Upon his return from Australia, the Ministry of Defence would post him as the Military Assistant to the Deputy Minister of Defence in 2008. In 2010, he would then be promoted to the rank of lieutenant colonel while as the commandant of the Second Battalion RBLF from 2009 to 2011. That following year, he became a Military Assistant to the 8th Commander of RBAF, Aminuddin Ihsan. Graduating from RCDS, he would then be posted to the chief of staff of the RBLF in September 2013, and in May 2014, promoted to a rank of colonel.
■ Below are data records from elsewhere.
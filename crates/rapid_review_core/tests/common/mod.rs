//! Shared fixtures for the flow tests.
#![allow(dead_code)]

use async_trait::async_trait;
use rapid_review_core::memory::InMemoryStore;
use rapid_review_core::{
    Criterion, CriterionDraft, DatabaseService, NewPaper, Paper, PortError, PortResult, Project,
    ProjectPaper, RelevancyScoringService, Role,
};
use rapid_review_core::CriteriaGenerationService;
use uuid::Uuid;

pub struct Fixture {
    pub store: InMemoryStore,
    pub project: Project,
    pub admin: Uuid,
    pub reviewer: Uuid,
    pub second_reviewer: Uuid,
    pub senior: Uuid,
}

/// A project with an admin, a senior reviewer and two reviewers.
pub async fn fixture() -> Fixture {
    let store = InMemoryStore::new();
    let admin = Uuid::new_v4();
    let project = store
        .create_project(
            admin,
            "Screen time and sleep",
            "Does evening screen use shorten adolescent sleep?",
            &["sleep".to_string(), "adolescents".to_string()],
        )
        .await
        .unwrap();

    let reviewer = Uuid::new_v4();
    let second_reviewer = Uuid::new_v4();
    let senior = Uuid::new_v4();
    store
        .set_member_role(project.id, reviewer, Role::Reviewer)
        .await
        .unwrap();
    store
        .set_member_role(project.id, second_reviewer, Role::Reviewer)
        .await
        .unwrap();
    store
        .set_member_role(project.id, senior, Role::Senior)
        .await
        .unwrap();

    Fixture {
        store,
        project,
        admin,
        reviewer,
        second_reviewer,
        senior,
    }
}

pub fn new_paper(title: &str) -> NewPaper {
    NewPaper {
        title: title.to_string(),
        abstract_text: format!("Abstract of {}", title),
        authors: vec!["Doe, J.".to_string()],
        publication_date: None,
        full_text_url: None,
    }
}

pub async fn add_paper(
    store: &InMemoryStore,
    project_id: Uuid,
    title: &str,
    score: Option<f64>,
) -> ProjectPaper {
    let mut entry = store
        .insert_paper(project_id, &new_paper(title))
        .await
        .unwrap();
    if let Some(score) = score {
        store
            .set_relevancy_score(project_id, entry.paper.id, score)
            .await
            .unwrap();
        entry.relevancy_score = Some(score);
    }
    entry
}

/// Scores every paper with the same value, or fails when built with `failing()`.
pub struct FixedScorer {
    score: Option<f64>,
}

impl FixedScorer {
    pub fn new(score: f64) -> Self {
        Self { score: Some(score) }
    }

    pub fn failing() -> Self {
        Self { score: None }
    }
}

#[async_trait]
impl RelevancyScoringService for FixedScorer {
    async fn score_paper(&self, _project: &Project, _paper: &Paper) -> PortResult<f64> {
        self.score
            .ok_or_else(|| PortError::Unexpected("scoring function unavailable".to_string()))
    }
}

/// Returns a fixed list of drafts.
pub struct CannedGenerator {
    pub drafts: Vec<CriterionDraft>,
}

#[async_trait]
impl CriteriaGenerationService for CannedGenerator {
    async fn generate_criteria(
        &self,
        _project: &Project,
        _existing: &[Criterion],
    ) -> PortResult<Vec<CriterionDraft>> {
        Ok(self.drafts.clone())
    }
}

pub fn draft(text: &str, category: Option<&str>, is_inclusion: bool) -> CriterionDraft {
    CriterionDraft {
        text: text.to_string(),
        category: category.map(str::to_string),
        is_inclusion,
    }
}
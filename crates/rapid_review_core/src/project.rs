//! crates/rapid_review_core/src/project.rs
//!
//! Project-level operations: creating projects, managing roles, the project
//! overview, and importing papers with their relevancy score.

use tracing::{info, warn};
use uuid::Uuid;

use crate::access::{require_admin, require_senior};
use crate::domain::{NewPaper, Project, ProjectPaper, Role};
use crate::error::{CoreError, CoreResult};
use crate::ports::{DatabaseService, RelevancyScoringService};
use crate::query::{PaperPage, PaperQuery};

//=========================================================================================
// Projects and Roles
//=========================================================================================

/// Creates a project owned (as admin) by `owner_id`.
pub async fn create_project(
    db: &dyn DatabaseService,
    owner_id: Uuid,
    name: &str,
    research_question: &str,
    keywords: &[String],
) -> CoreResult<Project> {
    let name = non_empty(name, "project name")?;
    let research_question = non_empty(research_question, "research question")?;
    let keywords = normalize_keywords(keywords);

    let project = db
        .create_project(owner_id, name, research_question, &keywords)
        .await?;
    info!(project_id = %project.id, owner_id = %owner_id, "Project created");
    Ok(project)
}

pub async fn list_projects(
    db: &dyn DatabaseService,
    user_id: Uuid,
) -> CoreResult<Vec<(Project, Role)>> {
    Ok(db.list_projects_for_user(user_id).await?)
}

/// Grants `user_id` a role on the project. Only admins may change roles.
pub async fn set_member_role(
    db: &dyn DatabaseService,
    project_id: Uuid,
    actor_id: Uuid,
    user_id: Uuid,
    role: Role,
) -> CoreResult<()> {
    require_admin(db, project_id, actor_id).await?;
    db.set_member_role(project_id, user_id, role).await?;
    info!(project_id = %project_id, user_id = %user_id, role = role.as_str(), "Member role set");
    Ok(())
}

/// Keywords trimmed, blanks dropped, duplicates removed (first spelling wins).
pub fn normalize_keywords(keywords: &[String]) -> Vec<String> {
    let mut out: Vec<String> = Vec::with_capacity(keywords.len());
    for keyword in keywords.iter().map(|k| k.trim()).filter(|k| !k.is_empty()) {
        if !out.iter().any(|k| k.eq_ignore_ascii_case(keyword)) {
            out.push(keyword.to_string());
        }
    }
    out
}

fn non_empty<'a>(value: &'a str, what: &str) -> CoreResult<&'a str> {
    let trimmed = value.trim();
    if trimmed.is_empty() {
        Err(CoreError::Validation(format!("{} must not be empty", what)))
    } else {
        Ok(trimmed)
    }
}

//=========================================================================================
// Project Overview
//=========================================================================================

#[derive(Debug, Clone, PartialEq)]
pub struct ProjectOverview {
    pub project: Project,
    pub role: Role,
    pub papers: PaperPage,
}

/// Loads the project, the caller's role and the first page of papers concurrently.
pub async fn load_overview(
    db: &dyn DatabaseService,
    project_id: Uuid,
    user_id: Uuid,
) -> CoreResult<ProjectOverview> {
    let query = PaperQuery::default();
    let (project, role, papers) = futures::try_join!(
        db.get_project(project_id),
        db.get_member_role(project_id, user_id),
        db.fetch_papers(project_id, user_id, &query),
    )?;

    let role = role.ok_or_else(|| {
        CoreError::Forbidden(format!("user {} is not a member of project {}", user_id, project_id))
    })?;

    Ok(ProjectOverview {
        project,
        role,
        papers,
    })
}

//=========================================================================================
// Paper Import and Scoring
//=========================================================================================

#[derive(Debug, Clone, PartialEq)]
pub struct ImportOutcome {
    pub paper: ProjectPaper,
    /// `None` when scoring failed; the import itself still stands.
    pub score: Option<f64>,
}

/// Imports a paper into a project, then scores it.
///
/// A scoring failure leaves the paper imported and unscored; call
/// `rescore_paper` to retry.
pub async fn import_paper(
    db: &dyn DatabaseService,
    scorer: &dyn RelevancyScoringService,
    project_id: Uuid,
    user_id: Uuid,
    paper: &NewPaper,
) -> CoreResult<ImportOutcome> {
    let paper = validate_new_paper(paper)?;
    require_senior(db, project_id, user_id).await?;

    let project = db.get_project(project_id).await?;
    let mut entry = db.insert_paper(project_id, &paper).await?;
    info!(paper_id = %entry.paper.id, project_id = %project_id, "Paper imported");

    let score = match score_and_store(db, scorer, &project, &entry).await {
        Ok(score) => Some(score),
        Err(e) => {
            warn!(
                "Relevancy scoring failed for paper {} in project {}: {:?}",
                entry.paper.id, project_id, e
            );
            None
        }
    };
    entry.relevancy_score = score;

    Ok(ImportOutcome {
        paper: entry,
        score,
    })
}

/// Recomputes and stores a paper's relevancy score. Safe to repeat.
pub async fn rescore_paper(
    db: &dyn DatabaseService,
    scorer: &dyn RelevancyScoringService,
    project_id: Uuid,
    paper_id: Uuid,
    user_id: Uuid,
) -> CoreResult<f64> {
    require_senior(db, project_id, user_id).await?;
    let (project, entry) = futures::try_join!(
        db.get_project(project_id),
        db.get_project_paper(project_id, paper_id),
    )?;
    score_and_store(db, scorer, &project, &entry).await
}

async fn score_and_store(
    db: &dyn DatabaseService,
    scorer: &dyn RelevancyScoringService,
    project: &Project,
    entry: &ProjectPaper,
) -> CoreResult<f64> {
    let raw = scorer.score_paper(project, &entry.paper).await?;
    if !raw.is_finite() {
        return Err(CoreError::Validation(format!(
            "scoring function returned a non-finite score: {}",
            raw
        )));
    }
    let score = raw.clamp(0.0, 1.0);
    db.set_relevancy_score(project.id, entry.paper.id, score)
        .await?;
    info!(paper_id = %entry.paper.id, score, "Relevancy score stored");
    Ok(score)
}

fn validate_new_paper(paper: &NewPaper) -> CoreResult<NewPaper> {
    let title = non_empty(&paper.title, "paper title")?;
    let full_text_url = paper
        .full_text_url
        .as_deref()
        .map(str::trim)
        .filter(|u| !u.is_empty())
        .map(str::to_string);

    Ok(NewPaper {
        title: title.to_string(),
        abstract_text: paper.abstract_text.trim().to_string(),
        authors: paper
            .authors
            .iter()
            .map(|a| a.trim())
            .filter(|a| !a.is_empty())
            .map(str::to_string)
            .collect(),
        publication_date: paper.publication_date,
        full_text_url,
    })
}
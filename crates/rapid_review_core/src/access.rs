//! crates/rapid_review_core/src/access.rs
//!
//! Project role checks shared by the flows. The store's own policies stay
//! authoritative; these checks only fail fast with a readable reason.

use uuid::Uuid;

use crate::domain::Role;
use crate::error::{CoreError, CoreResult};
use crate::ports::DatabaseService;

/// Returns the caller's role, or `Forbidden` when they are not a project member.
pub async fn require_member(
    db: &dyn DatabaseService,
    project_id: Uuid,
    user_id: Uuid,
) -> CoreResult<Role> {
    db.get_member_role(project_id, user_id)
        .await?
        .ok_or_else(|| {
            CoreError::Forbidden(format!("user {} is not a member of project {}", user_id, project_id))
        })
}

/// Like `require_member`, but only senior reviewers and admins pass.
pub async fn require_senior(
    db: &dyn DatabaseService,
    project_id: Uuid,
    user_id: Uuid,
) -> CoreResult<Role> {
    let role = require_member(db, project_id, user_id).await?;
    if role.is_senior() {
        Ok(role)
    } else {
        Err(CoreError::Forbidden(format!(
            "role '{}' cannot perform this action",
            role.as_str()
        )))
    }
}

pub async fn require_admin(
    db: &dyn DatabaseService,
    project_id: Uuid,
    user_id: Uuid,
) -> CoreResult<Role> {
    match require_member(db, project_id, user_id).await? {
        Role::Admin => Ok(Role::Admin),
        role => Err(CoreError::Forbidden(format!(
            "role '{}' cannot manage project members",
            role.as_str()
        ))),
    }
}
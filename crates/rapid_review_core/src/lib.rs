pub mod access;
pub mod autosave;
pub mod conflicts;
pub mod criteria;
pub mod domain;
pub mod error;
pub mod export;
pub mod memory;
pub mod ports;
pub mod project;
pub mod query;
pub mod screening;

pub use conflicts::{ConflictDetails, ConflictQueueState, ConflictScope, ConflictScopeMode};
pub use domain::{
    Conflict, Criterion, CriterionDraft, Decision, ExportRow, NewPaper, Paper, PaperView, Project,
    ProjectPaper, Review, ReviewerNote, Role, UserCredentials, UserProfile,
};
pub use error::{CoreError, CoreResult};
pub use ports::{
    CriteriaGenerationService, DatabaseService, PortError, PortResult, RelevancyScoringService,
};
pub use query::{DecisionFilter, PaperPage, PaperQuery, SortDirection, SortField};
pub use screening::{ScreeningFlow, ScreeningState, SubmitOutcome};
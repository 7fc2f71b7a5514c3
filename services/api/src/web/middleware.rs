//! services/api/src/web/middleware.rs
//!
//! Authentication middleware for protecting routes.

use axum::{
    extract::{Request, State},
    http::{header, HeaderMap, StatusCode},
    middleware::Next,
    response::Response,
};
use std::sync::Arc;
use tracing::warn;

use crate::web::state::AppState;

/// Name of the cookie carrying the auth session id.
pub const SESSION_COOKIE: &str = "session";

/// Pulls the auth session id out of the `Cookie` header, if present.
pub fn session_id_from_headers(headers: &HeaderMap) -> Option<&str> {
    headers
        .get_all(header::COOKIE)
        .iter()
        .filter_map(|v| v.to_str().ok())
        .flat_map(|v| v.split(';'))
        .find_map(|c| {
            let (name, value) = c.trim().split_once('=')?;
            (name == SESSION_COOKIE && !value.is_empty()).then_some(value)
        })
}

/// Validates the auth session cookie and inserts the caller's user id into
/// the request extensions. Missing, unknown or expired sessions get 401.
pub async fn require_auth(
    State(state): State<Arc<AppState>>,
    mut req: Request,
    next: Next,
) -> Result<Response, StatusCode> {
    let auth_session_id = session_id_from_headers(req.headers())
        .ok_or(StatusCode::UNAUTHORIZED)?
        .to_string();

    let user_id = state
        .db
        .validate_auth_session(&auth_session_id)
        .await
        .map_err(|e| {
            warn!("Rejected auth session: {:?}", e);
            StatusCode::UNAUTHORIZED
        })?;

    req.extensions_mut().insert(user_id);
    Ok(next.run(req).await)
}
From 2014 to 2018, he would become the deputy commander of the RBLF and later that year, assumed command of the Training Institue RBAF. After this, his command would then again be changed to the Defence Academy RBAF. Afterwards, Colonel Haszaimi was again promoted to the rank of brigadier general on 24 July 2020 and six days later, became the 11th Commander of the RBLF. During the farewell to Lt. Col. Dan Hauser, the Australian Defence Adviser to Brunei Darussalam, Commander Haszaimi showed his appreciation to his service in upholding cooperations between the two nations. He would be succeeded by Abdul Razak Abdul Kadir on 1 March 2022.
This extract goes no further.